Deep State
Deep State Bureaucracy vs. Trump, America, Constitution

Deep State Bureaucracy vs. Trump, America, Constitution

Unelected federal bureaucrats make reams of rules and regulations for Americans, despite the fact that such lawmaking is unconstitutional, and for the most part the bureaucrats are following a detrimental path. ...
Alex Newman
Article audio sponsored by The John Birch Society

Unelected federal bureaucrats make reams of rules and regulations for Americans, despite the fact that such lawmaking is unconstitutional, and for the most part the bureaucrats are following a detrimental path.

Burrowed deep within the bowels of the U.S. government are legions of Big Government bureaucrats with views that are radically at odds with those of everyday, mainstream Americans — and the implications for freedom are enormous. Elections may be useful in removing politicians, but the career bureaucrats who toil away in obscurity, often in blatant defiance of the Constitution, never go anywhere. Instead, they protect their turf as they dump an unfathomable number of regulations and decrees on the very taxpaying Americans who pay their salaries — tens of thousands of pages worth every year. And when there is a perceived threat to their power and agenda — say, for example, a president who promises to “drain the swamp” and rein in the bureaucracy — they react with fury. Meet the infamous “Deep State,” or at least one crucial component of it.  

On paper, at least, President Donald Trump is the chief executive officer of the federal government. He sits atop a vast and incredibly powerful machine that includes nearly three million civilian federal employees, according to data from the Office of Personnel Management. That does not include the more than two million in the armed services or the over 20 million government employees at the state and local level, many of whom see their role, primarily, as implementing federal decrees. The millions of bureaucrats employed directly by the feds are spread out across hundreds — nobody has the exact number, apparently — of bureaucracies, agencies, departments, sub-agencies, and more. Official estimates on the number of agencies range as high as 430, or even higher. And regardless of which agency they work at, among those federal employees who gave to a political campaign in the last presidential election, almost all of them gave to Hillary Clinton. That is a fact.

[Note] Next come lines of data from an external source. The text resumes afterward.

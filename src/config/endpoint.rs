use std::fmt;
use std::net::{Ipv4Addr, SocketAddr};

use super::ConfigError;

pub const DEFAULT_SNMP_PORT: u16 = 161;

/// SNMP-агент, который опрашивает мост.
#[derive(Debug, Clone, Copy, PartialEq, Eq)]
pub struct Endpoint {
    pub address: Ipv4Addr,
    pub port: u16,
}

impl Endpoint {
    /// Разбирает `ip=<IPv4>;port=<port>`. Регистр ключей и порядок не важны;
    /// `port` по умолчанию 161.
    pub fn parse(connection_string: &str) -> Result<Self, ConfigError> {
        let lowered = connection_string.to_lowercase();
        let wrong = || ConfigError::SnmpConnectionString(connection_string.to_string());

        let parts: Vec<&str> = lowered.split(';').collect();
        if parts.len() > 2 {
            return Err(wrong());
        }

        let mut address = None;
        let mut port = DEFAULT_SNMP_PORT;

        for part in parts.iter().map(|p| p.trim()) {
            if let Some(ip) = part.strip_prefix("ip=") {
                address = Some(
                    ip.trim()
                        .parse::<Ipv4Addr>()
                        .map_err(|_| ConfigError::SnmpAddress(ip.to_string()))?,
                );
            } else if let Some(p) = part.strip_prefix("port=") {
                port = p
                    .trim()
                    .parse::<u16>()
                    .ok()
                    .filter(|p| *p != 0)
                    .ok_or_else(|| ConfigError::SnmpPort(p.to_string()))?;
            } else {
                return Err(wrong());
            }
        }

        let address = address.ok_or_else(wrong)?;
        Ok(Self { address, port })
    }

    pub fn socket_addr(&self) -> SocketAddr {
        SocketAddr::from((self.address, self.port))
    }
}

impl fmt::Display for Endpoint {
    fn fmt(&self, f: &mut fmt::Formatter<'_>) -> fmt::Result {
        write!(f, "{}:{}", self.address, self.port)
    }
}

#[cfg(test)]
mod tests {
    use super::*;

    #[test]
    fn parses_ip_and_port() {
        let endpoint = Endpoint::parse("ip=192.168.88.35;port=161").unwrap();
        assert_eq!(endpoint.address, Ipv4Addr::new(192, 168, 88, 35));
        assert_eq!(endpoint.port, 161);
        assert_eq!(endpoint.to_string(), "192.168.88.35:161");
    }

    #[test]
    fn key_order_and_case_do_not_matter() {
        let endpoint = Endpoint::parse("PORT=1161;IP=10.0.0.5").unwrap();
        assert_eq!(endpoint.socket_addr(), "10.0.0.5:1161".parse().unwrap());
    }

    #[test]
    fn port_defaults_to_161() {
        assert_eq!(Endpoint::parse("ip=10.0.0.5").unwrap().port, 161);
    }

    #[test]
    fn more_than_two_parts_is_rejected() {
        let err = Endpoint::parse("ip=10.0.0.5;port=161;extra=1").unwrap_err();
        assert!(matches!(err, ConfigError::SnmpConnectionString(_)));
        assert_eq!(err.exit_code(), 1);
    }

    #[test]
    fn unknown_or_empty_parts_are_rejected() {
        assert!(matches!(
            Endpoint::parse("ip=10.0.0.5;community=public"),
            Err(ConfigError::SnmpConnectionString(_))
        ));
        assert!(matches!(
            Endpoint::parse("ip=10.0.0.5;"),
            Err(ConfigError::SnmpConnectionString(_))
        ));
        assert!(matches!(
            Endpoint::parse("port=161"),
            Err(ConfigError::SnmpConnectionString(_))
        ));
    }

    #[test]
    fn bad_port_has_its_own_error() {
        for port in ["abc", "-1", "70000", "0"] {
            let err = Endpoint::parse(&format!("ip=10.0.0.5;port={}", port)).unwrap_err();
            assert_eq!(err.exit_code(), 2, "port {}", port);
        }
    }

    #[test]
    fn bad_address_has_its_own_error() {
        let err = Endpoint::parse("ip=10.0.0.500;port=161").unwrap_err();
        assert!(matches!(err, ConfigError::SnmpAddress(_)));
    }
}
use std::sync::Arc;

use anyhow::Result;
use tokio_util::sync::CancellationToken;
use tracing::{error, info, instrument, warn};
use tracing_subscriber::{
    EnvFilter,
    fmt::{self, format::FmtSpan},
    layer::SubscriberExt,
    util::SubscriberInitExt,
};

mod bridge;
mod cli;
mod cloud;
mod config;
mod formatter;
mod snmp;

use crate::bridge::{CommandIntake, IntakeOptions, start_poll};
use crate::cloud::iothub::{self, IotHubOptions};
use crate::cloud::{EventSink, IotHubDriver, IotHubReceiver, IotHubSender};
use crate::config::{AppConfig, BridgeConfig, ConfigError, RUNTIME_FAILURE_EXIT_CODE};
use crate::snmp::{QueryExecutor, SnmpExecutor};

fn initialize_tracing() {
    tracing_subscriber::registry()
        .with(
            // переопределяется через RUST_LOG
            EnvFilter::try_from_default_env()
                .unwrap_or_else(|_| EnvFilter::new("info,rumqttc=warn")),
        )
        .with(
            fmt::layer()
                .with_writer(std::io::stderr)
                .with_span_events(FmtSpan::NONE)
                .event_format(fmt::format().compact().with_target(false)),
        )
        .init();
}

#[tokio::main]
async fn main() -> Result<()> {
    initialize_tracing();

    let cli = cli::parse();

    let config = match AppConfig::load(&cli.config).and_then(|c| c.validate()) {
        Ok(config) => config,
        Err(e) => exit_with(e),
    };
    config.log_summary();

    let (sender, receiver, driver) = match iothub::connect(
        &config.iothub,
        IotHubOptions {
            token_ttl: config.settings.token_ttl,
            ..IotHubOptions::default()
        },
    ) {
        Ok(handles) => handles,
        Err(e) => exit_with(ConfigError::IotHubConnectionString(e.to_string())),
    };

    // ошибка уже залогирована через #[instrument(err)]
    if start_bridge(config, sender, receiver, driver).await.is_err() {
        std::process::exit(RUNTIME_FAILURE_EXIT_CODE);
    }
    Ok(())
}

fn exit_with(e: ConfigError) -> ! {
    error!("{}", e);
    std::process::exit(e.exit_code());
}

#[instrument(name = "bridge", skip_all, err)]
async fn start_bridge(
    config: BridgeConfig,
    sender: IotHubSender,
    receiver: IotHubReceiver,
    driver: IotHubDriver,
) -> Result<()> {
    let executor: Arc<dyn QueryExecutor> = Arc::new(
        SnmpExecutor::new(config.endpoint.socket_addr(), config.settings.timeout)
            .with_strict_methods(config.settings.strict_methods),
    );
    let sink: Arc<dyn EventSink> = Arc::new(sender);
    let cancel = CancellationToken::new();

    let driver = tokio::spawn(driver.run(cancel.clone()));

    let poll = config
        .poll
        .map(|poll| tokio::spawn(start_poll(executor.clone(), sink.clone(), poll, cancel.clone())));

    let intake = CommandIntake::new(
        executor,
        sink,
        receiver,
        IntakeOptions {
            receive_interval: config.settings.receive_interval,
            ack_empty_results: config.settings.ack_empty_results,
        },
    );
    let mut intake = tokio::spawn(intake.run(cancel.clone()));

    let outcome = tokio::select! {
        signal = tokio::signal::ctrl_c() => {
            info!("shutdown requested");
            signal.map_err(anyhow::Error::from)
        }
        res = &mut intake => match res {
            Ok(res) => res.map_err(anyhow::Error::from),
            Err(e) => Err(e.into()),
        },
    };

    cancel.cancel();

    if !intake.is_finished() {
        if let Err(e) = intake.await {
            warn!(error = %e, "command intake did not stop cleanly");
        }
    }
    if let Some(poll) = poll {
        if let Err(e) = poll.await {
            warn!(error = %e, "scheduled poll did not stop cleanly");
        }
    }
    if let Err(e) = driver.await {
        warn!(error = %e, "IoT Hub driver did not stop cleanly");
    }

    info!("bridge stopped");
    outcome
}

In a memo produced by Rich Higgins while he was serving as U.S. national security council director for strategic planning in the Trump administration, the “Deep State” is referred to multiple times. Under “The Deep State,” the document outlines the general idea: “The successful outcome of cultural Marxism is a bureaucratic state beholden to no one, certainly not the American people. [Emphasis added.] With no rule of law considerations outside those that further deep state power, the deep state truly becomes, as Hegel advocated, god bestriding the earth.” Throughout the memo, there are more than half a dozen references to this “Deep State,” including the idea that Democratic leadership “protects cultural Marxist programs of action and facilitates the relentless expansion of the deep state.” Even the Republican leadership, in cooperation with “globalists, corporatists, and the international financial interests,” is willing to “service the deep state,” Higgins explained.